The results of clinical experiences, clinical trials
and published consensus reports establish that outcomes
can be improved by promoting favorable life-style behaviors
and treating identified abnormalities. When interventions
are appropriately targeted, there is little debate that
they can be both clinically and cost-effective. Current
legislative and social initiatives favor health policies
based on the concept of "prevention." In contrast to
the prevention of cardiac diseases, such as rheumatic
fever and infective endocarditis, it is unlikely that
such measures truly prevent the development of atherosclerotic
disease, or the adverse events resulting therefrom,
although a reduction in disease incidence and severity
is probable, and fewer complications can be expected
in many patients. Therefore, this Committee recommends
that the College reaffirm and expand its policies regarding
prevention of cardiovascular diseases.
The College will actively promote 1) dissemination of
information relative to the prevention of atherosclerotic
cardiovascular diseases and of its adverse consequences;
2) development of educational programs specific to the
role of the cardiovascular specialist with regard to
prevention; 3) cooperative development of practice guidelines,
for consultative as well as rehabilitation services,
to deliver cost-effective preventive care; 4) policies
of fair reimbursement for effective services; 5) participation
in the assessment of clinical outcomes of such programs.

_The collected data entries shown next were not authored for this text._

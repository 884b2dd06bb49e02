use std::env;

pub fn insta_snapshot<F: FnOnce()>(f: F) {
    let mut settings = insta::Settings::clone_current();
    let snapshot_path = env::current_dir().unwrap().join("./test/snapshots");
    settings.set_snapshot_path(snapshot_path);
    settings.bind(f);
}

pub fn plan_fixture() -> &'static str {
    return r#"
{
  "plan_summary": {
    "total_rooms": 4,
    "total_area": "220 sqm",
    "dimensions": {
      "width": "12m",
      "length": "18m"
    }
  },
  "room_details": {
    "master_bedroom": {
      "area": "24 sqm",
      "floor": "timber",
      "features": ["ensuite", "walk-in closet"]
    },
    "kitchen": {
      "area": "16 sqm",
      "floor": "tile"
    }
  },
  "elevation_details": {
    "north_side": {
      "height": "6m",
      "material": "brick"
    },
    "south_side": {}
  }
}
"#
    .trim();
}
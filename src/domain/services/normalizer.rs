#[cfg(test)]
#[path = "normalizer_test.rs"]
mod tests;

use serde_json::Map;
use serde_json::Value;

/// Emitted when a payload produces no displayable blocks, so the transcript
/// never receives an empty assistant message.
pub const FALLBACK_MESSAGE: &str = "Processing completed successfully.";

// Checked in priority order. The first container present wins.
const RESULT_CONTAINERS: [&str; 4] = [
    "workflow_responses",
    "analysis_results",
    "boq_results",
    "chat_responses",
];

// Checked in priority order per step. The first key present wins.
const METADATA_KEYS: [&str; 3] = ["boq_data", "analysis_data", "interview_data"];

// Bookkeeping fields the backend attaches to every data block.
const EXCLUDED_KEYS: [&str; 4] = ["timestamp", "user_id", "session_id", "workflow_type"];

pub fn title_case(text: &str) -> String {
    let mut out = String::with_capacity(text.len());
    let mut boundary = true;

    for ch in text.chars() {
        if ch.is_alphabetic() {
            if boundary {
                out.extend(ch.to_uppercase());
            } else {
                out.extend(ch.to_lowercase());
            }
            boundary = false;
        } else {
            out.push(ch);
            boundary = true;
        }
    }

    return out;
}

pub fn humanize_key(key: &str) -> String {
    return title_case(&key.replace('_', " "));
}

pub fn display_value(value: &Value) -> String {
    if let Value::String(text) = value {
        return text.to_string();
    }

    return value.to_string();
}

/// Formats an arbitrary data mapping into readable text, following the
/// mapping's own insertion order.
pub fn flatten(data: &Map<String, Value>) -> String {
    let mut parts: Vec<String> = vec![];

    for (key, value) in data {
        if EXCLUDED_KEYS.contains(&key.as_str()) {
            continue;
        }

        let formatted_key = humanize_key(key);
        match value {
            Value::Object(nested) => {
                parts.push(format!("**{formatted_key}:**"));
                for (sub_key, sub_value) in nested {
                    parts.push(format!(
                        "  • {}: {}",
                        humanize_key(sub_key),
                        display_value(sub_value)
                    ));
                }
            }
            Value::Array(items) => {
                parts.push(format!("**{formatted_key}:**"));
                for item in items {
                    parts.push(format!("  • {}", display_value(item)));
                }
            }
            _ => {
                parts.push(format!("**{formatted_key}:** {}", display_value(value)));
            }
        }
    }

    return parts.join("\n");
}

fn extract_metadata_block(step: &Value, blocks: &mut Vec<String>) {
    let metadata = match step.get("metadata") {
        Some(Value::Object(map)) => map,
        _ => return,
    };

    let data = METADATA_KEYS.iter().find_map(|key| {
        return metadata.get(*key);
    });

    match data {
        Some(Value::Object(map)) => {
            if let Some(Value::String(content)) = map.get("content") {
                blocks.push(content.to_string());
            } else {
                blocks.push(flatten(map));
            }
        }
        Some(Value::String(text)) => {
            blocks.push(text.to_string());
        }
        _ => {}
    }
}

/// Flattens whichever response shape the backend used into an ordered list
/// of displayable text blocks. Never returns an empty list.
pub fn normalize(payload: &Value) -> Vec<String> {
    let mut blocks: Vec<String> = vec![];

    let steps = RESULT_CONTAINERS.iter().find_map(|key| {
        return payload.get(*key).and_then(|container| {
            return container.as_array();
        });
    });

    if let Some(steps) = steps {
        for step in steps {
            if let Some(Value::String(content)) = step.get("content") {
                if !content.is_empty() {
                    blocks.push(content.to_string());
                }
            }

            extract_metadata_block(step, &mut blocks);
        }
    }

    if blocks.is_empty() {
        blocks.push(FALLBACK_MESSAGE.to_string());
    }

    return blocks;
}
use async_trait::async_trait;
use serde_derive::Deserialize;
use serde_json::Value;
use thiserror::Error;

use super::Attachment;
use super::WorkflowMode;

/// One outgoing interaction with the workflow backend. Identifiers and text
/// travel as form fields, attachments as named binary parts.
pub struct WorkflowRequest {
    pub user_id: String,
    pub session_id: String,
    pub user_text: String,
    pub attachments: Vec<Attachment>,
    pub mode: WorkflowMode,
}

impl WorkflowRequest {
    pub fn new(user_id: &str, session_id: &str, user_text: &str, mode: WorkflowMode) -> WorkflowRequest {
        return WorkflowRequest {
            user_id: user_id.to_string(),
            session_id: session_id.to_string(),
            user_text: user_text.to_string(),
            attachments: vec![],
            mode,
        };
    }

    pub fn with_attachments(mut self, attachments: Vec<Attachment>) -> WorkflowRequest {
        self.attachments = attachments;
        return self;
    }
}

#[derive(Debug, Error)]
pub enum GatewayError {
    #[error("Request to the backend timed out")]
    Timeout,
    #[error("Backend error: {0}")]
    Transport(String),
    #[error("Backend returned HTTP status {0}")]
    Http(u16),
    #[error("Error: {0}")]
    Backend(String),
}

#[derive(Debug, Clone, Default, Deserialize)]
pub struct CleanupResult {
    #[serde(default)]
    pub success: bool,
    #[serde(default)]
    pub deleted_files: Vec<String>,
    #[serde(default)]
    pub error: Option<String>,
}

pub type GatewayBox = Box<dyn Gateway + Send + Sync>;

#[async_trait]
pub trait Gateway {
    /// Sends user text plus attachments to the endpoint selected by the
    /// request mode and returns the raw response payload. A response body
    /// that is not valid JSON yields `Value::Null`; the normalizer turns
    /// that into its fallback block.
    async fn send(&self, request: WorkflowRequest) -> Result<Value, GatewayError>;

    /// Session file/status info. Short timeout, no side effects.
    async fn status(&self, user_id: &str, session_id: &str) -> Result<Value, GatewayError>;

    /// Removes server-side session files, returning what was deleted.
    async fn cleanup(&self, user_id: &str, session_id: &str) -> Result<CleanupResult, GatewayError>;

    /// True iff a lightweight GET to the service root succeeds within the
    /// health-check timeout. Drives the connectivity indicator only.
    async fn health_check(&self) -> bool;
}
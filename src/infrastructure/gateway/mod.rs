pub mod boq;

use anyhow::Result;

use crate::domain::models::GatewayBox;

pub struct GatewayManager {}

impl GatewayManager {
    // Only the multi-endpoint backend contract is implemented. The unified
    // single-endpoint variant is unsupported.
    pub fn get() -> Result<GatewayBox> {
        return Ok(Box::<boq::BoqGateway>::default());
    }
}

The College recommends that cardiovascular specialists
also promote preventive cardiac care by 1) endorsing
antismoking policies and programs; 2) encouraging healthy
dietary behavior by limitation of total calorie intake,
fat and cholesterol; 3) promoting prudent physical activity;
4) ensuring adequate control of arterial blood pressure;
5) managing patients with hyperlipidemia and with metabolic,
coagulative and other risk factors; 6) advising primary
care physicians with regard to risk reduction; 7) developing
a cardiovascular health promotion plan for cardiac patients
and their families. These actions of the American College
of Cardiology serve to define the opportunities and
responsibilities of cardiovascular specialists.
Reference
- Spittell
JA, Creager MA, Dorros G, et al. Recommendations for
peripheral transluminal angioplasty: training and
facilities. J Am Coll Cardiol 1993;21:546-8.